Governor okay with sugar importation; Planters want transparency, consultation 

Negros Occidental Gov. Eugenio Jose Lacson  said he is okay with the country’s importing 200,000 metric tons of refined sugar but the timing must be right so it does not hurt local farmers. 

“We’re really short so the 200,000 MT is okay, the concern of the planters is the timing,” Lacson said on Tuesday, July 2. 

The imported sugar should not come in when the milling season starts, so there will be a market for locally produced sugar, he said. 

The planters will be okay if their sugar sells at P3,000 per Lkg, he said. 

Meanwhile, the National Federation of Sugarcane Planters (NFSP) and the Panay Federation of Sugarcane Farmers (PanayFed) in a joint statement Tuesday said they are united with the Confederation of Sugar Producers Association (CONFED) in calling for a data-based, transparent and consultative sugar importation plan.

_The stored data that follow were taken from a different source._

//! Core domain: tests for window setup and time scale control.

use bevy::prelude::*;

use super::{TimeControl, primary_window};

#[test]
fn test_primary_window_size() {
    let window = primary_window();
    assert_eq!(window.resolution.width(), 1280.0);
    assert_eq!(window.resolution.height(), 720.0);
    assert_eq!(window.title, "Skyhop");
}

#[test]
fn test_virtual_time_scale_round_trip() {
    let mut time = Time::<Virtual>::default();
    assert_eq!(time.time_scale(), 1.0);

    time.set_time_scale(0.0);
    assert_eq!(time.time_scale(), 0.0);
    assert_eq!(time.relative_speed(), 0.0);

    time.set_time_scale(1.0);
    assert_eq!(time.relative_speed(), 1.0);
}
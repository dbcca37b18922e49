//! Core domain: shared clock control, lifecycle events and setup.

mod clock;
mod events;
mod resources;
mod systems;

#[cfg(test)]
mod tests;

pub use clock::TimeControl;
pub use events::{PlayerDiedEvent, ReloadLevelEvent};
pub use resources::DeathCount;
pub use systems::primary_window;

use bevy::prelude::*;

use crate::core::systems::setup_camera;

pub struct CorePlugin;

impl Plugin for CorePlugin {
    fn build(&self, app: &mut App) {
        app.init_resource::<DeathCount>()
            .add_message::<PlayerDiedEvent>()
            .add_message::<ReloadLevelEvent>()
            .add_systems(Startup, setup_camera);
    }
}
//! Respawn domain: death handling and level reload sequencing.

mod sequencer;
mod systems;

#[cfg(test)]
mod tests;

pub use sequencer::{RespawnPhase, RespawnSequencer};

use bevy::prelude::*;

use crate::respawn::systems::{
    advance_respawn, init_respawn_sequencer, rearm_on_player_spawn, start_respawn,
};

pub struct RespawnPlugin;

impl Plugin for RespawnPlugin {
    fn build(&self, app: &mut App) {
        app.add_systems(Startup, init_respawn_sequencer).add_systems(
            Update,
            // Advance before starting so the trigger frame does not count
            (rearm_on_player_spawn, advance_respawn, start_respawn).chain(),
        );
    }
}
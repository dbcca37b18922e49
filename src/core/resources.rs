//! Core domain: resources that outlive a level reload.

use bevy::prelude::*;

/// Number of fatal contacts since the game started.
#[derive(Resource, Debug, Default)]
pub struct DeathCount(pub u32);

NFSP president Enrique D. Rojas and PanayFed president Danilo A. Abelita issued the statement amid the recent announcement of government’s plan to import 200,000 metric tons of refined sugar to arrive by September. 

They also debunked malicious insinuations that the Sugar Council, composed of CONFED, NFSP and PanayFed has disbanded. 

“Our united commitment in the Sugar Council remains strong in advocating for the welfare of the majority of sugarcane farmers in the country,” Rojas and Abelita said. 

Last week, Agriculture Secretary Francisco Tiu Laurel, Jr. announced that the government plans to authorize the importation of 200,000 MT of refined sugar to arrive by September, which is traditionally the start of the milling season, they said. 

 The arrival of imported sugar at the start of the milling season will exert downward pressure on domestic millgate sugar prices, they pointed out. 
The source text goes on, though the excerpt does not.